Six years away from home, what I miss the most about Vietnam are the wonderful dishes. I miss the freshness, the flavorfulness, the perfect balance within each dish. The Vietnamese cuisine is characterised with using fresh ingredients (most households do the grocery shopping everyday!), harmony of texture and flavors, minimal use of oil, and a lot of fresh herbs.

In this post, we are going to employ the fastai deep learning framework to train a classification model for Vietnamese dishes and serve the trained model as a web application with Streamlit. For the classification task, we select a list of dishes we want to classify and download the images from the internet to create our custom dataset.

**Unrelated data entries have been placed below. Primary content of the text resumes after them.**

//! Handlers for the reserved core packets.
//!
//! These run through the same dispatch path as application handlers. Faults
//! that must end the line (handshake or login failures) kill the connection
//! here and return `Ok(None)`; everything else is left to the dispatcher's
//! logging.

use super::{Connection, ConnectionState, Role};
use crate::core::envelope::PacketFlags;
use crate::core::packet::Packet;
use crate::error::{constants, ProtocolError, Result};
use crate::protocol::handshake::{
    decode_public_key, initiator_key_exchange, initiator_verify, listener_accept_key,
};
use crate::protocol::messages::*;
use crate::transport::lock;
use crate::transport::udp::UdpListener;
use crate::transport::{SendStatus, TransitSink};
use crate::utils::metrics::{global_metrics, Timer};
use crate::utils::time::now_ms;
use std::net::SocketAddr;
use std::sync::{Arc, Weak};
use tracing::{debug, info, trace, warn};

/// Probes sent before the initiator gives up on UDP.
pub(super) const MAX_UDP_PROBES: u32 = 5;

pub(super) const UDP_PROBE_RETRY_MS: i64 = 1_000;

const SECURE: PacketFlags = PacketFlags::ENCRYPTED.union(PacketFlags::COMPRESSED);

fn body<'a, B: crate::core::packet::PacketBody>(packet: &'a Packet) -> Result<&'a B> {
    packet.body::<B>().ok_or(ProtocolError::UnexpectedMessage)
}

pub(super) fn register_core(conn: &Connection) -> Result<()> {
    let handlers = &conn.inner.handlers;
    handlers.register(ACK, 0, on_ack)?;
    handlers.register(CLOCK_SYNC, 0, on_clock_sync)?;
    handlers.register(STREAM_CHUNK, 0, super::stream::on_stream_chunk)?;
    handlers.register(UDP_PROBE, 0, |conn: &Connection, packet: &Packet| {
        debug!(conn_id = conn.id(), via_udp = packet.is_udp(), "UDP probe received");
        Ok(None)
    })?;
    handlers.register(NAT_POKE, 0, |conn: &Connection, _packet: &Packet| {
        trace!(conn_id = conn.id(), "NAT poke received");
        Ok(None)
    })?;

    match conn.inner.role {
        Role::Initiator => {
            handlers.register(HELLO, 0, on_hello)?;
            handlers.register(LINE_SECURED, 0, on_line_secured)?;
            handlers.register(LOGIN_RESULT, 0, on_login_result)?;
            handlers.register(NAT_INFO, 0, on_nat_info)?;
        }
        Role::Listener => {
            handlers.register(KEY_EXCHANGE, 0, on_key_exchange)?;
            handlers.register(LOGIN_REQUEST, 0, on_login_request)?;
        }
    }
    Ok(())
}

fn on_hello(conn: &Connection, packet: &Packet) -> Result<Option<Packet>> {
    let hello = body::<Hello>(packet)?;
    debug!(conn_id = conn.id(), peer_conn_id = hello.connection_id, "Hello received");

    let exchanged = conn
        .rsa_identity()
        .and_then(|identity| initiator_key_exchange(hello, identity.public_key_der()));
    match exchanged {
        Ok((key, exchange)) => {
            *lock(&conn.inner.peer_public_key)? = Some(hello.public_key.clone());
            *lock(&conn.inner.pending_key)? = Some(key);
            conn.send(Packet::new(KEY_EXCHANGE, 0, exchange));
        }
        Err(e) => {
            global_metrics().handshake_failed();
            conn.kill(format!("handshake failed: {e}"), false);
        }
    }
    Ok(None)
}

fn on_key_exchange(conn: &Connection, packet: &Packet) -> Result<Option<Packet>> {
    let exchange = body::<KeyExchange>(packet)?;
    let Some(identity) = conn.inner.identity.get() else {
        conn.kill(constants::ERR_NO_PENDING_KEY, false);
        return Ok(None);
    };

    let accepted = {
        let _timer = Timer::start("key_unwrap");
        listener_accept_key(identity, exchange)
    };

    match accepted {
        Ok((key, secured)) => {
            if !exchange.public_key.is_empty() {
                match decode_public_key(&exchange.public_key) {
                    Ok(_) => *lock(&conn.inner.peer_public_key)? = Some(exchange.public_key.clone()),
                    Err(e) => debug!(conn_id = conn.id(), error = %e, "Ignoring unreadable initiator key"),
                }
            }
            *conn
                .inner
                .crypto
                .write()
                .map_err(|_| ProtocolError::Custom(constants::ERR_LOCK_POISONED.into()))? = Some(key.cipher());
            conn.advance(ConnectionState::Secured);
            global_metrics().handshake_success();
            info!(conn_id = conn.id(), "Line secured");
            conn.send(Packet::new(LINE_SECURED, 0, secured));
        }
        Err((e, rejection)) => {
            global_metrics().handshake_failed();
            conn.send(Packet::new(LINE_SECURED, 0, rejection));
            conn.kill(format!("handshake failed: {e}"), true);
        }
    }
    Ok(None)
}

fn on_line_secured(conn: &Connection, packet: &Packet) -> Result<Option<Packet>> {
    let secured = body::<LineSecured>(packet)?;
    let Some(key) = lock(&conn.inner.pending_key)?.take() else {
        conn.kill(format!("handshake failed: {}", constants::ERR_NO_PENDING_KEY), false);
        return Ok(None);
    };

    if let Err(e) = initiator_verify(&key, secured) {
        global_metrics().handshake_failed();
        conn.kill(e.to_string(), false);
        return Ok(None);
    }

    *conn
        .inner
        .crypto
        .write()
        .map_err(|_| ProtocolError::Custom(constants::ERR_LOCK_POISONED.into()))? = Some(key.cipher());
    conn.advance(ConnectionState::Secured);
    global_metrics().handshake_success();
    info!(conn_id = conn.id(), "Line secured");

    let request = lock(&conn.inner.credentials)?
        .as_ref()
        .map(|credentials| credentials.to_request())
        .unwrap_or_default();
    conn.advance(ConnectionState::Authenticating);
    conn.send(Packet::new(LOGIN_REQUEST, 0, request).with_flags(SECURE | PacketFlags::CRITICAL));
    Ok(None)
}

fn on_login_request(conn: &Connection, packet: &Packet) -> Result<Option<Packet>> {
    let request = body::<LoginRequest>(packet)?;
    if !packet.is_encrypted() || !conn.is_secured() {
        conn.kill("login request on an unsecured line", false);
        return Ok(None);
    }

    conn.advance(ConnectionState::Authenticating);
    let result = conn.inner.authenticator.authenticate(conn, request);
    let accepted = result.result.is_ok();
    let message = result.message.clone();
    conn.send(Packet::new(LOGIN_RESULT, 0, result).with_flags(SECURE | PacketFlags::CRITICAL));

    if !accepted {
        warn!(conn_id = conn.id(), account = %request.account_name, %message, "Login rejected");
        conn.kill(format!("login rejected: {message}"), true);
        return Ok(None);
    }

    if let Ok(mut account) = conn.inner.account.write() {
        *account = Some(request.account_name.clone());
    }
    conn.advance(ConnectionState::LoggedIn);
    info!(conn_id = conn.id(), account = %request.account_name, kind = ?request.kind, "Login accepted");

    if let Err(e) = offer_udp(conn) {
        warn!(conn_id = conn.id(), error = %e, "Could not offer UDP");
    }
    Ok(None)
}

/// Hand the initiator a token for the shared UDP endpoint.
fn offer_udp(conn: &Connection) -> Result<()> {
    let mut udp = lock(&conn.inner.udp)?;
    let Some(endpoint) = udp.endpoint.clone() else {
        return Ok(());
    };

    let token: u64 = rand::random();
    let sink: Weak<dyn TransitSink> = conn.inner.self_weak.clone();
    endpoint.expect_probe(token, sink);
    udp.token = Some(token);
    drop(udp);

    let udp_port = endpoint.local_addr()?.port();
    conn.send(Packet::new(NAT_INFO, 0, NatInfo { udp_port, token }).with_flags(SECURE));
    debug!(conn_id = conn.id(), udp_port, "NAT info sent");
    Ok(())
}

fn on_login_result(conn: &Connection, packet: &Packet) -> Result<Option<Packet>> {
    let result = body::<LoginResult>(packet)?;
    if !result.result.is_ok() {
        conn.kill(format!("login rejected: {}", result.message), false);
        return Ok(None);
    }

    if let Some(account) = lock(&conn.inner.credentials)?
        .as_ref()
        .map(|credentials| credentials.account_name.clone())
    {
        if let Ok(mut slot) = conn.inner.account.write() {
            *slot = Some(account);
        }
    }
    conn.advance(ConnectionState::LoggedIn);
    lock(&conn.inner.clock)?.start(now_ms());
    info!(conn_id = conn.id(), roles = ?result.roles, "Logged in");
    Ok(None)
}

fn on_nat_info(conn: &Connection, packet: &Packet) -> Result<Option<Packet>> {
    let info = body::<NatInfo>(packet)?;
    if !conn.inner.config.connection.udp_enabled {
        debug!(conn_id = conn.id(), "UDP disabled locally, ignoring NAT info");
        return Ok(None);
    }
    if let Err(e) = open_udp(conn, info) {
        warn!(conn_id = conn.id(), error = %e, "UDP setup failed, staying on TCP");
    }
    Ok(None)
}

/// Bind the initiator's endpoint, map the listener's UDP address and send
/// the first probe.
fn open_udp(conn: &Connection, info: &NatInfo) -> Result<()> {
    let remote = conn.remote_addr().ok_or(ProtocolError::ConnectionClosed)?;
    let peer = SocketAddr::new(remote.ip(), info.udp_port);
    let bind = if peer.is_ipv6() { "[::]:0" } else { "0.0.0.0:0" };

    let cfg = &conn.inner.config.connection;
    let endpoint = UdpListener::bind(bind, cfg.transit, cfg.max_body_size)?;
    let sink: Weak<dyn TransitSink> = conn.inner.self_weak.clone();
    endpoint.route(peer, sink);
    endpoint.start()?;

    {
        let mut udp = lock(&conn.inner.udp)?;
        if let Some(previous) = udp.endpoint.replace(Arc::clone(&endpoint)) {
            if udp.owns_endpoint {
                previous.stop();
            }
        }
        udp.owns_endpoint = true;
        udp.peer = Some(peer);
        udp.token = Some(info.token);
        udp.probes_sent = 0;
    }
    conn.send_udp_probe()
}

fn on_ack(conn: &Connection, packet: &Packet) -> Result<Option<Packet>> {
    let ack = body::<Ack>(packet)?;
    let via_udp = packet.is_udp();

    if !conn.settle_ack(ack.acked_id) {
        debug!(conn_id = conn.id(), acked_id = ack.acked_id, "Acknowledgement for an id not awaiting one");
    }
    global_metrics().ack_received();
    conn.inner.transit.on_ack_received(ack, via_udp);

    if ack.acked_type == UDP_PROBE
        && via_udp
        && conn.inner.role == Role::Initiator
        && !conn.inner.transit.udp_enabled()
    {
        let now = now_ms();
        let route = {
            let mut udp = lock(&conn.inner.udp)?;
            let (Some(endpoint), Some(peer)) = (udp.endpoint.clone(), udp.peer) else {
                return Ok(None);
            };
            udp.enabled_at_ms = now;
            udp.last_poke_ms = now;
            endpoint.route_to(peer)
        };
        info!(conn_id = conn.id(), peer = %route.peer(), "UDP enabled");
        conn.inner.transit.enable_udp(route);
    }
    Ok(None)
}

/// Ask the peer for its clock. A request that never left gives up its
/// in-flight slot so the next one is scheduled.
pub(super) fn request_clock_sample(conn: &Connection, now: i64) -> SendStatus {
    let flags = if conn.is_secured() {
        PacketFlags::ENCRYPTED
    } else {
        PacketFlags::empty()
    };
    let status = conn.send(
        Packet::new(
            CLOCK_SYNC,
            0,
            ClockSyncBody {
                local_sent_ms: now,
                remote_ms: 0,
                is_response: false,
            },
        )
        .with_flags(flags),
    );

    if status == SendStatus::Dropped {
        debug!(conn_id = conn.id(), "Clock sample request dropped, rescheduling");
        if let Ok(mut clock) = lock(&conn.inner.clock) {
            clock.abandon_request(now);
        }
    }
    status
}

fn on_clock_sync(conn: &Connection, packet: &Packet) -> Result<Option<Packet>> {
    let sync = body::<ClockSyncBody>(packet)?;
    let now = now_ms();

    if sync.is_response {
        let mut clock = lock(&conn.inner.clock)?;
        if clock.is_running() {
            let sample = clock.record(sync.local_sent_ms, now, sync.remote_ms);
            trace!(
                conn_id = conn.id(),
                latency_ms = sample.latency_ms,
                delta_ms = sample.delta_ms,
                "Clock sample"
            );
        }
        return Ok(None);
    }

    conn.send(
        Packet::new(
            CLOCK_SYNC,
            0,
            ClockSyncBody {
                local_sent_ms: sync.local_sent_ms,
                remote_ms: now,
                is_response: true,
            },
        )
        .with_flags(packet.flags & PacketFlags::ENCRYPTED),
    );
    Ok(None)
}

A demo of the app is available here.

Create and prepare the dataset

One of the most important step for any classification task is to create a labeled dataset, i.e., each data point is assigned to a specific class. For many tasks, there are already curated, well-maintained datasets that one can use, but it is not always the case. Instead, we can create a custom labeled image dataset by collecting data from the internet.

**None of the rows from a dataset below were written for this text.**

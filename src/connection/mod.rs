//! # Connections
//!
//! A [`Connection`] is one end of a peer-to-peer line: it owns a transit,
//! runs the key exchange and login, and dispatches inbound packets to
//! registered handlers.
//!
//! ## Lifecycle
//! ```text
//! Idle -> Resolving -> Connecting -> Connected -> HandshakeInProgress
//!      -> Secured -> Authenticating -> LoggedIn -> ShuttingDown -> Killed
//! ```
//! The listening side enters at `Connected`. Any fault kills the connection;
//! a kill is final and runs its listeners exactly once.
//!
//! ## Delivery
//! - `NEEDS_ACK` packets are acknowledged before dispatch, with a plain ACK
//!   over the transport they arrived on
//! - Recently seen TCP packet ids are suppressed (re-acknowledged, not
//!   dispatched)
//! - A reply produced by a handler is sent only if the request asked for one

mod auth;
mod handlers;
pub mod stream;

pub use auth::{AllowAll, Authenticator, Credentials};
pub use stream::ReceivedStream;

use crate::config::{NetworkConfig, DEDUP_WINDOW, KILL_FLUSH_INTERVAL, KILL_FLUSH_MAX_CHECKS};
use crate::core::body::{encode_packet, decode_frame, Pipeline};
use crate::core::codec::EnvelopeCodec;
use crate::core::cursor::Frame;
use crate::core::envelope::PacketFlags;
use crate::core::packet::{Packet, PacketBody, ReplyCode};
use crate::error::{constants, ProtocolError, Result};
use crate::protocol::clock::ClockSync;
use crate::protocol::dedup::DedupWindow;
use crate::protocol::dispatcher::{HandlerId, HandlerMap};
use crate::protocol::handshake::{RsaIdentity, SessionKey};
use crate::protocol::messages::{Ack, ACK};
use crate::transport::udp::UdpListener;
use crate::transport::{create_transit, lock, SendStatus, Transit, TransitSink, UdpRoute};
use crate::utils::buffer_pool::{Lease, PoolClass, SocketPool};
use crate::utils::crypto::Crypto;
use crate::utils::metrics::{global_metrics, ConnectionStats, ConnectionStatsSnapshot};
use crate::utils::time::now_ms;
use bytes::BytesMut;
use std::collections::{HashSet, VecDeque};
use std::fmt;
use std::net::{SocketAddr, TcpStream, ToSocketAddrs};
use std::panic::{self, AssertUnwindSafe};
use std::sync::atomic::{AtomicBool, AtomicU64, Ordering};
use std::sync::{Arc, Mutex, OnceLock, RwLock, Weak};
use std::thread;
use tokio::runtime::Handle;
use tokio_util::codec::Encoder;
use tracing::{debug, error, info, instrument, trace, warn};

static NEXT_CONNECTION_ID: AtomicU64 = AtomicU64::new(1);

/// Which side of the line this connection is.
#[derive(Debug, Clone, Copy, PartialEq, Eq)]
pub enum Role {
    Initiator,
    Listener,
}

#[derive(Debug, Clone, Copy, PartialEq, Eq, PartialOrd, Ord, Hash)]
pub enum ConnectionState {
    Idle,
    Resolving,
    Connecting,
    Connected,
    HandshakeInProgress,
    Secured,
    Authenticating,
    LoggedIn,
    ShuttingDown,
    Killed,
}
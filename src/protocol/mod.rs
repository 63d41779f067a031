//! # Protocol Layer
//!
//! Everything above raw framing that both peers must agree on.
//!
//! ## Components
//! - **Registry**: process-wide `(type, subtype)` to body constructor table
//! - **Dispatcher**: per-connection handler map with multicast callbacks
//! - **Messages**: the reserved core packet types and their bodies
//! - **Handshake**: RSA-wrapped session key exchange
//! - **Clock**: round-trip clock sampling and outlier rejection
//! - **Dedup**: bounded window of recently processed packet ids

pub mod clock;
pub mod dedup;
pub mod dispatcher;
pub mod handshake;
pub mod messages;
pub mod registry;
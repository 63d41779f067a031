//! File streaming over a connection.
//!
//! A file travels as a run of `StreamChunk` packets sharing a stream id. The
//! receiver spools chunks into a temporary file and hands the finished file
//! to the stream listeners once the last chunk arrives.

use super::Connection;
use crate::core::envelope::PacketFlags;
use crate::core::packet::Packet;
use crate::error::{ProtocolError, Result};
use crate::protocol::messages::{StreamChunk, STREAM_CHUNK};
use crate::transport::{lock, SendStatus};
use std::collections::HashMap;
use std::fs::File;
use std::io::{Read, Write};
use std::path::Path;
use std::sync::atomic::{AtomicU64, Ordering};
use std::sync::{Arc, Mutex};
use tempfile::NamedTempFile;
use tracing::{debug, info, warn};

/// Payload bytes per chunk.
pub const STREAM_CHUNK_SIZE: usize = 16 * 1024;

/// A completely received file stream.
#[derive(Debug)]
pub struct ReceivedStream {
    pub stream_id: u64,
    pub description: String,
    pub length: u64,
    /// Spooled contents; deleted when dropped unless persisted.
    pub file: NamedTempFile,
}

type StreamListener = Arc<dyn Fn(&Connection, &ReceivedStream) + Send + Sync>;

struct IncomingStream {
    description: String,
    file: NamedTempFile,
    received: u64,
}

#[derive(Default)]
pub(super) struct StreamState {
    next_id: AtomicU64,
    incoming: Mutex<HashMap<u64, IncomingStream>>,
    listeners: Mutex<Vec<StreamListener>>,
}

impl StreamState {
    pub(super) fn clear(&self) {
        if let Ok(mut incoming) = self.incoming.lock() {
            incoming.clear();
        }
        if let Ok(mut listeners) = self.listeners.lock() {
            listeners.clear();
        }
    }
}

fn read_full(file: &mut File, buf: &mut [u8]) -> std::io::Result<usize> {
    let mut filled = 0;
    while filled < buf.len() {
        match file.read(&mut buf[filled..])? {
            0 => break,
            n => filled += n,
        }
    }
    Ok(filled)
}

impl Connection {
    /// Called with every fully received stream.
    pub fn on_stream<F>(&self, listener: F)
    where
        F: Fn(&Connection, &ReceivedStream) + Send + Sync + 'static,
    {
        if let Ok(mut listeners) = self.inner.streams.listeners.lock() {
            listeners.push(Arc::new(listener));
        }
    }

    /// Stream the file at `path` to the peer. Returns the stream id.
    pub fn send_file(&self, path: impl AsRef<Path>, description: &str) -> Result<u64> {
        let mut file = File::open(path.as_ref())?;
        let total = file.metadata()?.len();
        let stream_id = self.inner.streams.next_id.fetch_add(1, Ordering::Relaxed) + 1;

        let mut flags = PacketFlags::COMPRESSED | PacketFlags::NEEDS_ACK;
        if self.is_secured() {
            flags |= PacketFlags::ENCRYPTED;
        }

        let mut buf = vec![0u8; STREAM_CHUNK_SIZE];
        let mut sent: u64 = 0;
        let mut initial = true;
        loop {
            let n = read_full(&mut file, &mut buf)?;
            sent += n as u64;
            let last = n < buf.len() || sent >= total;

            let chunk = StreamChunk {
                stream_id,
                description: if initial { description.to_string() } else { String::new() },
                initial,
                last,
                total_length: sent,
                data: buf[..n].to_vec(),
            };
            if self.send(Packet::new(STREAM_CHUNK, 0, chunk).with_flags(flags)) == SendStatus::Dropped {
                return Err(ProtocolError::ConnectionClosed);
            }

            initial = false;
            if last {
                break;
            }
        }

        info!(conn_id = self.id(), stream_id, bytes = sent, "File stream sent");
        Ok(stream_id)
    }
}

pub(super) fn on_stream_chunk(conn: &Connection, packet: &Packet) -> Result<Option<Packet>> {
    let chunk = packet
        .body::<StreamChunk>()
        .ok_or(ProtocolError::UnexpectedMessage)?;

    let finished = {
        let mut incoming = lock(&conn.inner.streams.incoming)?;
        if chunk.initial {
            incoming.insert(
                chunk.stream_id,
                IncomingStream {
                    description: chunk.description.clone(),
                    file: NamedTempFile::new()?,
                    received: 0,
                },
            );
        }

        let Some(stream) = incoming.get_mut(&chunk.stream_id) else {
            warn!(conn_id = conn.id(), stream_id = chunk.stream_id, "Chunk for unknown stream");
            return Ok(None);
        };

        stream.file.write_all(&chunk.data)?;
        stream.received += chunk.data.len() as u64;
        if stream.received != chunk.total_length {
            let received = stream.received;
            incoming.remove(&chunk.stream_id);
            return Err(ProtocolError::Custom(format!(
                "stream {} length mismatch: received {received}, sender reports {}",
                chunk.stream_id, chunk.total_length
            )));
        }

        if !chunk.last {
            return Ok(None);
        }
        incoming.remove(&chunk.stream_id)
    };

    let Some(mut stream) = finished else {
        return Ok(None);
    };
    stream.file.flush()?;
    let received = ReceivedStream {
        stream_id: chunk.stream_id,
        description: stream.description,
        length: stream.received,
        file: stream.file,
    };
    debug!(conn_id = conn.id(), stream_id = received.stream_id, bytes = received.length, "File stream received");

    let listeners = lock(&conn.inner.streams.listeners)?.clone();
    for listener in listeners {
        listener(conn, &received);
    }
    Ok(None)
}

A simple way to search for training data is to use Bing Image Downloader, which is a python package that helps download and search images from the Bing API. The package can be installed with pip. Note that the older version 1.0.4 yields much better result than the verion 1.1.1. Download the images for training is as simple as:

from bing_image_downloader import downloader
#
for q in food_list:
   downloader.download(q, limit=200, output_dir="foods", adult_filter_off=True, force_replace=False, timeout=5)

where food_list contains the name of the food you want to classify. This will download the images in your local drive, with one folder for each name. Since the data are crawled from the web, we must make sure that the downloaded files are the actual images of the dished. Another postprocessing step is therefore needed. Check the downloaded images and delete the wrong ones if needed.

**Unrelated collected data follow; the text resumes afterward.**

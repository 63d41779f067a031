//! Process-wide packet constructor table.
//!
//! Maps `(type, subtype)` to a constructor producing a default body that the
//! inbound pipeline then deserializes into. Subtype `0` is the type-level
//! entry and serves as the fallback for any subtype without its own entry.
//! Entries are write-once: registering a key twice fails and keeps the first.

use crate::core::packet::{PacketBody, Reply};
use crate::error::{constants, ProtocolError, Result};
use crate::protocol::messages::*;
use std::collections::HashMap;
use std::sync::{OnceLock, RwLock};
use tracing::debug;

pub type Constructor = fn() -> Box<dyn PacketBody>;

fn construct_default<B: PacketBody + Default>() -> Box<dyn PacketBody> {
    Box::new(B::default())
}

#[derive(Default)]
pub struct PacketRegistry {
    by_type: HashMap<i32, Constructor>,
    by_subtype: HashMap<(i32, i32), Constructor>,
}

impl PacketRegistry {
    pub fn new() -> Self {
        Self::default()
    }

    /// Registry pre-populated with the transport's own packets.
    pub fn with_core_packets() -> Self {
        let mut registry = Self::new();
        let core: [(i32, Constructor); 12] = [
            (GENERIC_REPLY, construct_default::<Reply>),
            (ACK, construct_default::<Ack>),
            (CLOCK_SYNC, construct_default::<ClockSyncBody>),
            (HELLO, construct_default::<Hello>),
            (KEY_EXCHANGE, construct_default::<KeyExchange>),
            (LINE_SECURED, construct_default::<LineSecured>),
            (LOGIN_REQUEST, construct_default::<LoginRequest>),
            (LOGIN_RESULT, construct_default::<LoginResult>),
            (NAT_INFO, construct_default::<NatInfo>),
            (UDP_PROBE, construct_default::<UdpProbe>),
            (NAT_POKE, construct_default::<()>),
            (STREAM_CHUNK, construct_default::<StreamChunk>),
        ];
        for (packet_type, constructor) in core {
            registry.by_type.insert(packet_type, constructor);
        }
        registry
    }

    pub fn register_constructor(
        &mut self,
        packet_type: i32,
        subtype: i32,
        constructor: Constructor,
    ) -> Result<()> {
        let duplicate = if subtype == 0 {
            self.by_type.contains_key(&packet_type)
        } else {
            self.by_subtype.contains_key(&(packet_type, subtype))
        };
        if duplicate {
            return Err(ProtocolError::DuplicateRegistration {
                packet_type,
                subtype,
            });
        }

        if subtype == 0 {
            self.by_type.insert(packet_type, constructor);
        } else {
            self.by_subtype.insert((packet_type, subtype), constructor);
        }
        debug!(packet_type, subtype, "Packet constructor registered");
        Ok(())
    }

    pub fn register<B: PacketBody + Default>(&mut self, packet_type: i32, subtype: i32) -> Result<()> {
        self.register_constructor(packet_type, subtype, construct_default::<B>)
    }

    /// Subtype entry first, then the type-level entry.
    pub fn lookup(&self, packet_type: i32, subtype: i32) -> Option<Constructor> {
        if subtype != 0 {
            if let Some(constructor) = self.by_subtype.get(&(packet_type, subtype)) {
                return Some(*constructor);
            }
        }
        self.by_type.get(&packet_type).copied()
    }

    pub fn construct(&self, packet_type: i32, subtype: i32) -> Result<Box<dyn PacketBody>> {
        self.lookup(packet_type, subtype)
            .map(|constructor| constructor())
            .ok_or(ProtocolError::UnregisteredPacket {
                packet_type,
                subtype,
            })
    }

    pub fn is_registered(&self, packet_type: i32, subtype: i32) -> bool {
        self.lookup(packet_type, subtype).is_some()
    }
}

static REGISTRY: OnceLock<RwLock<PacketRegistry>> = OnceLock::new();

/// The process-wide registry, populated with core packets on first use.
pub fn global() -> &'static RwLock<PacketRegistry> {
    REGISTRY.get_or_init(|| RwLock::new(PacketRegistry::with_core_packets()))
}

/// Register an application body in the process-wide registry.
pub fn register<B: PacketBody + Default>(packet_type: i32, subtype: i32) -> Result<()> {
    global()
        .write()
        .map_err(|_| ProtocolError::Custom(constants::ERR_REGISTRY_LOCK.into()))?
        .register::<B>(packet_type, subtype)
}

/// Construct an empty body for `(type, subtype)` from the process-wide registry.
pub fn construct(packet_type: i32, subtype: i32) -> Result<Box<dyn PacketBody>> {
    global()
        .read()
        .map_err(|_| ProtocolError::Custom(constants::ERR_REGISTRY_LOCK.into()))?
        .construct(packet_type, subtype)
}

pub fn is_registered(packet_type: i32, subtype: i32) -> bool {
    global()
        .read()
        .map(|registry| registry.is_registered(packet_type, subtype))
        .unwrap_or(false)
}

#[cfg(test)]
mod tests {
    use super::*;
    use serde::{Deserialize, Serialize};

    #[derive(Debug, Default, Serialize, Deserialize)]
    struct Chat {
        text: String,
    }

    #[derive(Debug, Default, Serialize, Deserialize)]
    struct Whisper {
        to: String,
    }

    #[test]
    fn test_subtype_falls_back_to_type_level() {
        let mut registry = PacketRegistry::new();
        registry.register::<Chat>(100, 0).unwrap();
        registry.register::<Whisper>(100, 2).unwrap();

        let body = registry.construct(100, 2).unwrap();
        assert!((*body).as_any().is::<Whisper>());
        let body = registry.construct(100, 9).unwrap();
        assert!((*body).as_any().is::<Chat>());
    }

    #[test]
    fn test_duplicate_registration_keeps_first() {
        let mut registry = PacketRegistry::new();
        registry.register::<Chat>(5, 1).unwrap();
        let err = registry.register::<Whisper>(5, 1).unwrap_err();
        assert!(matches!(
            err,
            ProtocolError::DuplicateRegistration {
                packet_type: 5,
                subtype: 1
            }
        ));
        assert!((*registry.construct(5, 1).unwrap()).as_any().is::<Chat>());
    }

    #[test]
    fn test_unregistered_lookup_fails() {
        let registry = PacketRegistry::new();
        assert!(matches!(
            registry.construct(42, 0),
            Err(ProtocolError::UnregisteredPacket { packet_type: 42, subtype: 0 })
        ));
    }

    #[test]
    fn test_global_has_core_packets() {
        assert!(is_registered(ACK, 0));
        assert!(is_registered(LINE_SECURED, 0));
        assert!((*construct(GENERIC_REPLY, 0).unwrap()).as_any().is::<Reply>());
    }
}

I have already prepared a dataset for our classification task. The zip file contains images of 20 Vietnamese dishes and can be downloaded from Google Drive:

!gdown  --id 1L8flvsHZ3lPftDWaqclAvhIb_vW1NwXc

As mentioned earlier, we are going to use the fastai framework for training. First of all, let’s import the needed modules:

from fastbook import *
from fastai.vision.widgets import *
from fastai.callback.fp16 import *

The path to the image folder can be specified as follows:

path = Path('/vnmesefood')
fns = get_image_files(path)
failed = verify_images(fns) # check for invalid files
failed

Next, we define a DataBlock object for the training:

vfoods = DataBlock(
    blocks=(ImageBlock, CategoryBlock), 
    get_items=get_image_files, 
    splitter=RandomSplitter(valid_pct=0.2, seed=42),
    get_y=parent_label,
    item_tfms=Resize(128))
dls = vfoods.dataloaders(path)
dls.valid.show_batch(max_n=6, nrows=1)

image

To mitigate overfitting, let’s add some image augmentation to the dataset:

vfoods = vfoods.new(
    item_tfms=RandomResizedCrop(224, min_scale=0.5),
    batch_tfms=aug_transforms())
dls = vfoods.dataloaders(path, bs = 50)
dls.train.show_batch(max_n=4, nrows=1, unique=True)

image

Define and train model

We employ the transfer learning technique to train our classificator. To be specific, we reuse the pretrained resnet18 architecture and finetune it on our training data. fastai provides a convenient way to find an appropriate learning rate for the training process:

learn = cnn_learner(dls, resnet18, metrics=error_rate).to_fp16()
learn.lr_find()

image

Finetuning can then be done in one line of code:

learn.fine_tune(6, base_lr=0.00145, freeze_epochs=2)

image

learn.recorder.plot_loss()

Visualize the training result

learn.show_results(figsize=(20,10),  max_n=15)

image

We can also plot the confusion matrix to see where the model often makes mistakes:

interp = ClassificationInterpretation.from_learner(learn)
interp.plot_confusion_matrix(figsize=(12,12), dpi=60)

image

The confusion matrix might be hard to understand, we can call the most_confused function instead:

interp.most_confused(min_val=5)
[('nem cuon', 'goi cuon', 9),
 ('goi cuon', 'nem cuon', 8),
 ('bun rieu', 'bun bo hue', 7)]

Create a webapp for the classificator with Streamlit

Streamlit offers a fast way to create web apps for data science project. Let’s create a simple web app so that one can upload an image and classify it with our trained model.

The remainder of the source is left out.